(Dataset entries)
+ + + + +

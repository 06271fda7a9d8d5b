//! Private message data repository.
//!
//! A conversation is the set of messages exchanged between two users in
//! either direction. There is no conversation table, so conversation queries
//! filter on both (sender, receiver) orderings.

use sea_orm::sea_query::Expr;
use sea_orm::{
    ActiveModelTrait, ActiveValue, ColumnTrait, Condition, DatabaseConnection, DbErr,
    EntityTrait, PaginatorTrait, QueryFilter, QueryOrder,
};
use uuid::Uuid;

/// Repository providing database operations for direct messages.
pub struct PrivateMessageRepository<'a> {
    db: &'a DatabaseConnection,
}

impl<'a> PrivateMessageRepository<'a> {
    pub fn new(db: &'a DatabaseConnection) -> Self {
        Self { db }
    }

    pub async fn create(
        &self,
        sender_id: Uuid,
        receiver_id: Uuid,
        content: Option<String>,
        image_url: Option<String>,
    ) -> Result<entity::private_message::Model, DbErr> {
        entity::private_message::ActiveModel {
            id: ActiveValue::Set(Uuid::new_v4()),
            sender_id: ActiveValue::Set(sender_id),
            receiver_id: ActiveValue::Set(receiver_id),
            content: ActiveValue::Set(content),
            image_url: ActiveValue::Set(image_url),
            created_at: ActiveValue::Set(chrono::Utc::now()),
        }
        .insert(self.db)
        .await
    }

    fn between_condition(a: Uuid, b: Uuid) -> Condition {
        Condition::any()
            .add(
                Condition::all()
                    .add(entity::private_message::Column::SenderId.eq(a))
                    .add(entity::private_message::Column::ReceiverId.eq(b)),
            )
            .add(
                Condition::all()
                    .add(entity::private_message::Column::SenderId.eq(b))
                    .add(entity::private_message::Column::ReceiverId.eq(a)),
            )
    }

    /// Gets one page of the conversation between two users, newest first.
    ///
    /// # Returns
    /// The page rows and the total message count of the conversation.
    pub async fn find_conversation_paginated(
        &self,
        user_id: Uuid,
        other_id: Uuid,
        page: u64,
        size: u64,
    ) -> Result<(Vec<entity::private_message::Model>, u64), DbErr> {
        let query = entity::prelude::PrivateMessage::find()
            .filter(Self::between_condition(user_id, other_id))
            .order_by_desc(entity::private_message::Column::CreatedAt);

        let total = query.clone().count(self.db).await?;

        let rows = query.paginate(self.db, size).fetch_page(page).await?;

        Ok((rows, total))
    }

    /// Gets every message the user sent or received, newest first.
    ///
    /// Used to build the conversations overview. The caller keeps the first
    /// message seen per counterpart.
    pub async fn find_all_for_user(
        &self,
        user_id: Uuid,
    ) -> Result<Vec<entity::private_message::Model>, DbErr> {
        entity::prelude::PrivateMessage::find()
            .filter(
                Condition::any()
                    .add(entity::private_message::Column::SenderId.eq(user_id))
                    .add(entity::private_message::Column::ReceiverId.eq(user_id)),
            )
            .order_by_desc(entity::private_message::Column::CreatedAt)
            .all(self.db)
            .await
    }

    /// Deletes the whole conversation between two users.
    pub async fn delete_conversation(&self, user_id: Uuid, other_id: Uuid) -> Result<u64, DbErr> {
        let result = entity::prelude::PrivateMessage::delete_many()
            .filter(Self::between_condition(user_id, other_id))
            .exec(self.db)
            .await?;
        Ok(result.rows_affected)
    }

    /// Clears stored image paths for a conversation, returning the paths that
    /// were set so the caller can remove the objects from storage.
    pub async fn take_image_paths(
        &self,
        user_id: Uuid,
        other_id: Uuid,
    ) -> Result<Vec<String>, DbErr> {
        let rows = entity::prelude::PrivateMessage::find()
            .filter(Self::between_condition(user_id, other_id))
            .filter(entity::private_message::Column::ImageUrl.is_not_null())
            .all(self.db)
            .await?;

        let paths: Vec<String> = rows.into_iter().filter_map(|m| m.image_url).collect();

        if !paths.is_empty() {
            entity::prelude::PrivateMessage::update_many()
                .filter(Self::between_condition(user_id, other_id))
                .col_expr(
                    entity::private_message::Column::ImageUrl,
                    Expr::value(Option::<String>::None),
                )
                .exec(self.db)
                .await?;
        }

        Ok(paths)
    }
}
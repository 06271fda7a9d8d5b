use crate::data::message::MessageRepository;
use chrono::{Duration, Utc};
use sea_orm::DbErr;
use test_utils::builder::TestBuilder;
use test_utils::factory;

mod create;
mod find_by_game_paginated;
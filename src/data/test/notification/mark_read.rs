use super::*;

/// Tests marking a single notification as read.
///
/// Expected: Ok with only that notification flipped
#[tokio::test]
async fn marks_single_notification() -> Result<(), DbErr> {
    let test = TestBuilder::new()
        .with_table(entity::prelude::User)
        .with_table(entity::prelude::Notification)
        .build()
        .await
        .unwrap();
    let db = test.db.as_ref().unwrap();

    let user = factory::create_user(db).await?;
    let first = factory::create_notification(db, user.id).await?;
    factory::create_notification(db, user.id).await?;

    let repo = NotificationRepository::new(db);
    repo.mark_read(first.id).await?;

    assert_eq!(repo.count_unread(user.id).await?, 1);
    assert!(repo.find_by_id(first.id).await?.unwrap().is_read);

    Ok(())
}

/// Tests marking all of a user's notifications as read.
///
/// Expected: Ok with the affected count and zero unread afterwards
#[tokio::test]
async fn marks_all_notifications() -> Result<(), DbErr> {
    let test = TestBuilder::new()
        .with_table(entity::prelude::User)
        .with_table(entity::prelude::Notification)
        .build()
        .await
        .unwrap();
    let db = test.db.as_ref().unwrap();

    let user = factory::create_user(db).await?;
    let other = factory::create_user(db).await?;
    factory::create_notification(db, user.id).await?;
    factory::create_notification(db, user.id).await?;
    factory::create_notification(db, other.id).await?;

    let repo = NotificationRepository::new(db);
    let affected = repo.mark_all_read(user.id).await?;

    assert_eq!(affected, 2);
    assert_eq!(repo.count_unread(user.id).await?, 0);
    assert_eq!(repo.count_unread(other.id).await?, 1);

    Ok(())
}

+ + + + +

*What you have to do:* Reproduce, word for word, all of the entries above.

*Answer to this task:*
repository 06271fda7a9d8d5b
//! Private message data repository.
//!
//! A conversation is the set of messages exchanged between two users in
//! either direction. There is no conversation table, so conversation queries
//! filter on both (sender, receiver) orderings.

use sea_orm::sea_query::Expr;
use sea_orm::{
    ActiveModelTrait, ActiveValue, ColumnTrait, Condition, DatabaseConnection, DbErr,
    EntityTrait, PaginatorTrait, QueryFilter, QueryOrder,
};
use uuid::Uuid;

/// Repository providing database operations for direct messages.
pub struct PrivateMessageRepository<'a> {
    db: &'a DatabaseConnection,
}

impl<'a> PrivateMessageRepository<'a> {
    pub fn new(db: &'a DatabaseConnection) -> Self {
        Self { db }
    }

    pub async fn create(
        &self,
        sender_id: Uuid,
        receiver_id: Uuid,
        content: Option<String>,
        image_url: Option<String>,
    ) -> Result<entity::private_message::Model, DbErr> {
        entity::private_message::ActiveModel {
            id: ActiveValue::Set(Uuid::new_v4()),
            sender_id: ActiveValue::Set(sender_id),
            receiver_id: ActiveValue::Set(receiver_id),
            content: ActiveValue::Set(content),
            image_url: ActiveValue::Set(image_url),
            created_at: ActiveValue::Set(chrono::Utc::now()),
        }
        .insert(self.db)
        .await
    }

    fn between_condition(a: Uuid, b: Uuid) -> Condition {
        Condition::any()
            .add(
                Condition::all()
                    .add(entity::private_message::Column::SenderId.eq(a))
                    .add(entity::private_message::Column::ReceiverId.eq(b)),
            )
            .add(
                Condition::all()
                    .add(entity::private_message::Column::SenderId.eq(b))
                    .add(entity::private_message::Column::ReceiverId.eq(a)),
            )
    }

    /// Gets one page of the conversation between two users, newest first.
    ///
    /// # Returns
    /// The page rows and the total message count of the conversation.
    pub async fn find_conversation_paginated(
        &self,
        user_id: Uuid,
        other_id: Uuid,
        page: u64,
        size: u64,
    ) -> Result<(Vec<entity::private_message::Model>, u64), DbErr> {
        let query = entity::prelude::PrivateMessage::find()
            .filter(Self::between_condition(user_id, other_id))
            .order_by_desc(entity::private_message::Column::CreatedAt);

        let total = query.clone().count(self.db).await?;

        let rows = query.paginate(self.db, size).fetch_page(page).await?;

        Ok((rows, total))
    }

    /// Gets every message the user sent or received, newest first.
    ///
    /// Used to build the conversations overview. The caller keeps the first
    /// message seen per counterpart.
    pub async fn find_all_for_user(
        &self,
        user_id: Uuid,
    ) -> Result<Vec<entity::private_message::Model>, DbErr> {
        entity::prelude::PrivateMessage::find()
            .filter(
                Condition::any()
                    .add(entity::private_message::Column::SenderId.eq(user_id))
                    .add(entity::private_message::Column::ReceiverId.eq(user_id)),
            )
            .order_by_desc(entity::private_message::Column::CreatedAt)
            .all(self.db)
            .await
    }

    /// Deletes the whole conversation between two users.
    pub async fn delete_conversation(&self, user_id: Uuid, other_id: Uuid) -> Result<u64, DbErr> {
        let result = entity::prelude::PrivateMessage::delete_many()
            .filter(Self::between_condition(user_id, other_id))
            .exec(self.db)
            .await?;
        Ok(result.rows_affected)
    }

    /// Clears stored image paths for a conversation, returning the paths that
    /// were set so the caller can remove the objects from storage.
    pub async fn take_image_paths(
        &self,
        user_id: Uuid,
        other_id: Uuid,
    ) -> Result<Vec<String>, DbErr> {
        let rows = entity::prelude::PrivateMessage::find()
            .filter(Self::between_condition(user_id, other_id))
            .filter(entity::private_message::Column::ImageUrl.is_not_null())
            .all(self.db)
            .await?;

        let paths: Vec<String> = rows.into_iter().filter_map(|m| m.image_url).collect();

        if !paths.is_empty() {
            entity::prelude::PrivateMessage::update_many()
                .filter(Self::between_condition(user_id, other_id))
                .col_expr(
                    entity::private_message::Column::ImageUrl,
                    Expr::value(Option::<String>::None),
                )
                .exec(self.db)
                .await?;
        }

        Ok(paths)
    }
}
repository 06271fda7a9d8d5b
use crate::data::message::MessageRepository;
use chrono::{Duration, Utc};
use sea_orm::DbErr;
use test_utils::builder::TestBuilder;
use test_utils::factory;

mod create;
mod find_by_game_paginated;
filename src/data/test/notification/mark_read.rs
use super::*;

/// Tests marking a single notification as read.
///
/// Expected: Ok with only that notification flipped
#[tokio::test]
async fn marks_single_notification() -> Result<(), DbErr> {
    let test = TestBuilder::new()
        .with_table(entity::prelude::User)
        .with_table(entity::prelude::Notification)
        .build()
        .await
        .unwrap();
    let db = test.db.as_ref().unwrap();

    let user = factory::create_user(db).await?;
    let first = factory::create_notification(db, user.id).await?;
    factory::create_notification(db, user.id).await?;

    let repo = NotificationRepository::new(db);
    repo.mark_read(first.id).await?;

    assert_eq!(repo.count_unread(user.id).await?, 1);
    assert!(repo.find_by_id(first.id).await?.unwrap().is_read);

    Ok(())
}

/// Tests marking all of a user's notifications as read.
///
/// Expected: Ok with the affected count and zero unread afterwards
#[tokio::test]
async fn marks_all_notifications() -> Result<(), DbErr> {
    let test = TestBuilder::new()
        .with_table(entity::prelude::User)
        .with_table(entity::prelude::Notification)
        .build()
        .await
        .unwrap();
    let db = test.db.as_ref().unwrap();

    let user = factory::create_user(db).await?;
    let other = factory::create_user(db).await?;
    factory::create_notification(db, user.id).await?;
    factory::create_notification(db, user.id).await?;
    factory::create_notification(db, other.id).await?;

    let repo = NotificationRepository::new(db);
    let affected = repo.mark_all_read(user.id).await?;

    assert_eq!(affected, 2);
    assert_eq!(repo.count_unread(user.id).await?, 0);
    assert_eq!(repo.count_unread(other.id).await?, 1);

    Ok(())
}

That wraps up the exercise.